Write out the records that follow with every word intact.

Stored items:

-.-.-

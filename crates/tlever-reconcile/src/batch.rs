//! Per-torrent fault isolation for passes over the whole torrent list.
//!
//! # Design
//! - A failing torrent is logged and recorded; the pass moves on.
//! - Fatal daemon errors (bad credentials, unreachable endpoint) abort the
//!   pass immediately since every later call would fail the same way.

use std::future::Future;

use tlever_torrent_core::TorrentSnapshot;
use tracing::{debug, warn};

use crate::error::{ReconcileError, ReconcileResult};

/// A torrent whose work failed during a batch pass.
#[derive(Debug)]
pub struct TorrentFailure {
    /// Info hash.
    pub hash: String,
    /// Display name.
    pub name: String,
    /// Failure cause.
    pub error: ReconcileError,
}

/// Outcome of a batch pass in listing order.
#[derive(Debug)]
pub struct BatchReport<T> {
    /// Successful per-torrent outcomes keyed by hash.
    pub outcomes: Vec<(String, T)>,
    /// Torrents whose work failed.
    pub failures: Vec<TorrentFailure>,
}

impl<T> Default for BatchReport<T> {
    fn default() -> Self {
        Self {
            outcomes: Vec::new(),
            failures: Vec::new(),
        }
    }
}

impl<T> BatchReport<T> {
    /// Whether every torrent succeeded.
    #[must_use]
    pub fn is_clean(&self) -> bool {
        self.failures.is_empty()
    }

    /// Outcome recorded for `hash`, if it succeeded.
    #[must_use]
    pub fn outcome(&self, hash: &str) -> Option<&T> {
        self.outcomes
            .iter()
            .find(|(candidate, _)| candidate == hash)
            .map(|(_, outcome)| outcome)
    }

    /// Failure recorded for `hash`, if any.
    #[must_use]
    pub fn failed(&self, hash: &str) -> Option<&TorrentFailure> {
        self.failures.iter().find(|failure| failure.hash == hash)
    }
}

pub(crate) async fn run_batch<T, F, Fut>(
    operation: &'static str,
    torrents: Vec<TorrentSnapshot>,
    mut work: F,
) -> ReconcileResult<BatchReport<T>>
where
    F: FnMut(TorrentSnapshot) -> Fut,
    Fut: Future<Output = ReconcileResult<T>>,
{
    let mut report = BatchReport::default();
    debug!(operation, torrents = torrents.len(), "starting batch pass");
    for torrent in torrents {
        let hash = torrent.hash.clone();
        let name = torrent.name.clone();
        match work(torrent).await {
            Ok(outcome) => report.outcomes.push((hash, outcome)),
            Err(error) if error.is_fatal() => return Err(error),
            Err(error) => {
                warn!(operation, hash = %hash, error = %error.detail(), "torrent failed, continuing");
                report.failures.push(TorrentFailure { hash, name, error });
            }
        }
    }
    Ok(report)
}

#[cfg(test)]
mod tests {
    use super::*;
    use crate::error::daemon_err;
    use tlever_test_support::fixtures;
    use tlever_torrent_core::DaemonError;

    #[tokio::test]
    async fn failures_are_recorded_and_the_pass_continues() -> anyhow::Result<()> {
        let torrents = vec![
            fixtures::torrent("a", 0.1),
            fixtures::torrent("b", 0.2),
            fixtures::torrent("c", 0.3),
        ];
        let report = run_batch("test", torrents, |torrent| async move {
            if torrent.hash == "b" {
                Err(daemon_err("test")(DaemonError::NotFound { hash: torrent.hash }))
            } else {
                Ok(torrent.ratio)
            }
        })
        .await?;

        assert!(!report.is_clean());
        assert_eq!(report.outcomes.len(), 2);
        assert_eq!(report.outcome("c"), Some(&0.3));
        assert!(report.outcome("b").is_none());
        assert_eq!(report.failed("b").map(|f| f.name.as_str()), Some("torrent-b"));
        Ok(())
    }

    #[tokio::test]
    async fn fatal_errors_abort_the_pass() {
        let torrents = vec![fixtures::torrent("a", 0.1), fixtures::torrent("b", 0.2)];
        let mut seen = Vec::new();
        let result: ReconcileResult<BatchReport<()>> = run_batch("test", torrents, |torrent| {
            seen.push(torrent.hash);
            async { Err(daemon_err("test")(DaemonError::Unauthorized)) }
        })
        .await;

        assert!(result.is_err_and(|err| err.is_fatal()));
        assert_eq!(seen, vec!["a".to_string()]);
    }
}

-.-.-

_EXERCISE OUTPUT_
filename crates/tlever-reconcile/src/batch.rs
//! Per-torrent fault isolation for passes over the whole torrent list.
//!
//! # Design
//! - A failing torrent is logged and recorded; the pass moves on.
//! - Fatal daemon errors (bad credentials, unreachable endpoint) abort the
//!   pass immediately since every later call would fail the same way.

use std::future::Future;

use tlever_torrent_core::TorrentSnapshot;
use tracing::{debug, warn};

use crate::error::{ReconcileError, ReconcileResult};

/// A torrent whose work failed during a batch pass.
#[derive(Debug)]
pub struct TorrentFailure {
    /// Info hash.
    pub hash: String,
    /// Display name.
    pub name: String,
    /// Failure cause.
    pub error: ReconcileError,
}

/// Outcome of a batch pass in listing order.
#[derive(Debug)]
pub struct BatchReport<T> {
    /// Successful per-torrent outcomes keyed by hash.
    pub outcomes: Vec<(String, T)>,
    /// Torrents whose work failed.
    pub failures: Vec<TorrentFailure>,
}

impl<T> Default for BatchReport<T> {
    fn default() -> Self {
        Self {
            outcomes: Vec::new(),
            failures: Vec::new(),
        }
    }
}

impl<T> BatchReport<T> {
    /// Whether every torrent succeeded.
    #[must_use]
    pub fn is_clean(&self) -> bool {
        self.failures.is_empty()
    }

    /// Outcome recorded for `hash`, if it succeeded.
    #[must_use]
    pub fn outcome(&self, hash: &str) -> Option<&T> {
        self.outcomes
            .iter()
            .find(|(candidate, _)| candidate == hash)
            .map(|(_, outcome)| outcome)
    }

    /// Failure recorded for `hash`, if any.
    #[must_use]
    pub fn failed(&self, hash: &str) -> Option<&TorrentFailure> {
        self.failures.iter().find(|failure| failure.hash == hash)
    }
}

pub(crate) async fn run_batch<T, F, Fut>(
    operation: &'static str,
    torrents: Vec<TorrentSnapshot>,
    mut work: F,
) -> ReconcileResult<BatchReport<T>>
where
    F: FnMut(TorrentSnapshot) -> Fut,
    Fut: Future<Output = ReconcileResult<T>>,
{
    let mut report = BatchReport::default();
    debug!(operation, torrents = torrents.len(), "starting batch pass");
    for torrent in torrents {
        let hash = torrent.hash.clone();
        let name = torrent.name.clone();
        match work(torrent).await {
            Ok(outcome) => report.outcomes.push((hash, outcome)),
            Err(error) if error.is_fatal() => return Err(error),
            Err(error) => {
                warn!(operation, hash = %hash, error = %error.detail(), "torrent failed, continuing");
                report.failures.push(TorrentFailure { hash, name, error });
            }
        }
    }
    Ok(report)
}

#[cfg(test)]
mod tests {
    use super::*;
    use crate::error::daemon_err;
    use tlever_test_support::fixtures;
    use tlever_torrent_core::DaemonError;

    #[tokio::test]
    async fn failures_are_recorded_and_the_pass_continues() -> anyhow::Result<()> {
        let torrents = vec![
            fixtures::torrent("a", 0.1),
            fixtures::torrent("b", 0.2),
            fixtures::torrent("c", 0.3),
        ];
        let report = run_batch("test", torrents, |torrent| async move {
            if torrent.hash == "b" {
                Err(daemon_err("test")(DaemonError::NotFound { hash: torrent.hash }))
            } else {
                Ok(torrent.ratio)
            }
        })
        .await?;

        assert!(!report.is_clean());
        assert_eq!(report.outcomes.len(), 2);
        assert_eq!(report.outcome("c"), Some(&0.3));
        assert!(report.outcome("b").is_none());
        assert_eq!(report.failed("b").map(|f| f.name.as_str()), Some("torrent-b"));
        Ok(())
    }

    #[tokio::test]
    async fn fatal_errors_abort_the_pass() {
        let torrents = vec![fixtures::torrent("a", 0.1), fixtures::torrent("b", 0.2)];
        let mut seen = Vec::new();
        let result: ReconcileResult<BatchReport<()>> = run_batch("test", torrents, |torrent| {
            seen.push(torrent.hash);
            async { Err(daemon_err("test")(DaemonError::Unauthorized)) }
        })
        .await;

        assert!(result.is_err_and(|err| err.is_fatal()));
        assert_eq!(seen, vec!["a".to_string()]);
    }
}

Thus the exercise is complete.